Effect of agonist treatment. BRET ratio measured in cells expressing β₂AR-Rluc and β₂AR-YFP after addition of increasing concentrations of the agonist isoproterenol in the presence (▾) or absence (■) of 10 μM of the β-adrenergic antagonist propranolol. The data represent the mean ± SEM of four independent readings that were analyzed by using a four-parameter logistic equation (GraphPad prism 2.01) and fixing the Hill coefficient to 1 (EC₅₀ = 30 nM). The data also were analyzed, allowing for variable Hill coefficients. In that case, the fitted Hill coefficient was found to be 0.64 and the EC₅₀ was 28 nM.

Figure 6

Effect of the inhibition of endocytosis on BRET. BRET ratio was measured in cells expressing the indicated constructs in the presence or absence of the β₂-adrenergic and CCR5 agonists isoproterenol (10 μM) and MIP-1α (0.2 μM). The effect of coexpressing the dominant negative mutant of dynamin (DynK44A) was also assessed. The data represent the mean ± SEM of four independent readings. Receptor expression levels were as follows: β₂AR-Rluc, 211 fmol/mg protein; β₂AR-Rluc and β₂AR-YFP, a total of 398 fmol/mg protein; β₂AR-Rluc and CCR5-YFP, 400 fmol/mg protein for the β₂AR and 456 fmol/mg protein for CCR5.

Figure 7

Agonist dependence of β-arrestin/β₂AR interactions assessed by BRET. BRET ratio measured in cells coexpressing β₂AR-Rluc and β₂-arrestin-YFP in the presence of increasing concentrations of the agonist isoproterenol (■).
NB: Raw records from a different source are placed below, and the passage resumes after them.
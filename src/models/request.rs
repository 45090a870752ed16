use serde::{Deserialize, Serialize};

use crate::constants::{ERR_ALL_FIELDS_REQUIRED, ERR_COORDINATES_NOT_NUMERIC};
use crate::error::AppError;

/// Lifecycle of a request: `Pending` until a volunteer accepts it
#[derive(Debug, Clone, Copy, PartialEq, Eq, Serialize, Deserialize, sqlx::Type)]
pub enum RequestStatus {
    #[serde(rename = "Pending")]
    #[sqlx(rename = "Pending")]
    Pending,
    #[serde(rename = "On The Way")]
    #[sqlx(rename = "On The Way")]
    OnTheWay,
}

impl RequestStatus {
    pub fn as_str(self) -> &'static str {
        match self {
            RequestStatus::Pending => crate::constants::STATUS_PENDING,
            RequestStatus::OnTheWay => crate::constants::STATUS_ON_THE_WAY,
        }
    }
}

/// Request row as stored in the `requests` table
///
/// Coordinates are optional because rows written before the columns were
/// added by migration carry NULLs.
#[derive(Debug, Clone, Serialize, Deserialize, sqlx::FromRow, PartialEq)]
pub struct Request {
    pub id: i64,
    pub phone: String,
    pub resource: String,
    pub address: String,
    pub time: String,
    pub latitude: Option<f64>,
    pub longitude: Option<f64>,
    pub status: RequestStatus,
}

/// A validated request ready to be persisted
#[derive(Debug, Clone, PartialEq)]
pub struct NewRequest {
    pub phone: String,
    pub resource: String,
    pub address: String,
    pub latitude: f64,
    pub longitude: f64,
}

/// Coordinate as submitted by clients: either a JSON number or a numeric string
#[derive(Debug, Clone, Deserialize, PartialEq)]
#[serde(untagged)]
pub enum Coordinate {
    Number(f64),
    Text(String),
}

impl Coordinate {
    fn is_blank(&self) -> bool {
        matches!(self, Coordinate::Text(s) if s.trim().is_empty())
    }

    /// Finite numeric value, if the coordinate parses as one
    pub fn value(&self) -> Option<f64> {
        let v = match self {
            Coordinate::Number(n) => *n,
            Coordinate::Text(s) => s.trim().parse::<f64>().ok()?,
        };
        v.is_finite().then_some(v)
    }
}

/// Raw create-request input; every field may be missing
#[derive(Debug, Clone, Default, Deserialize)]
pub struct RequestDraft {
    pub phone: Option<String>,
    pub resource: Option<String>,
    pub address: Option<String>,
    pub latitude: Option<Coordinate>,
    pub longitude: Option<Coordinate>,
}

impl RequestDraft {
    /// Check that all five fields are present and the coordinates are numeric
    pub fn validate(self) -> Result<NewRequest, AppError> {
        let (phone, resource, address, latitude, longitude) = match (
            present(self.phone),
            present(self.resource),
            present(self.address),
            self.latitude.filter(|c| !c.is_blank()),
            self.longitude.filter(|c| !c.is_blank()),
        ) {
            (Some(p), Some(r), Some(a), Some(lat), Some(lon)) => (p, r, a, lat, lon),
            _ => return Err(AppError::Validation(ERR_ALL_FIELDS_REQUIRED.to_string())),
        };

        let (latitude, longitude) = match (latitude.value(), longitude.value()) {
            (Some(lat), Some(lon)) => (lat, lon),
            _ => {
                return Err(AppError::Validation(
                    ERR_COORDINATES_NOT_NUMERIC.to_string(),
                ))
            }
        };

        Ok(NewRequest {
            phone,
            resource,
            address,
            latitude,
            longitude,
        })
    }
}

/// Accepted request detail plus the latest reported volunteer position
#[derive(Debug, Clone, Serialize, PartialEq)]
pub struct AcceptedRequest {
    pub success: bool,
    #[serde(flatten)]
    pub request: Request,
    pub volunteer_lat: Option<f64>,
    pub volunteer_lng: Option<f64>,
}

/// Trimmed, non-empty string or nothing
pub(crate) fn present(value: Option<String>) -> Option<String> {
    value
        .map(|v| v.trim().to_string())
        .filter(|v| !v.is_empty())
}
The open square represents the value observed in the absence of isoproterenol, and the open circle represents the value observed in cells expressing β₂AR-Rluc alone. The data represent the mean ± SEM of four independent readings that were analyzed by using a four-parameter logistic equation (GraphPad prism 2.01) and fixing the Hill coefficient to 1 (EC₅₀ = 0.45 nM). The data also were analyzed allowing for variable Hill coefficients. In this case, the fitted Hill coefficient was found to be 0.74 and the EC₅₀ was 0.43 nM.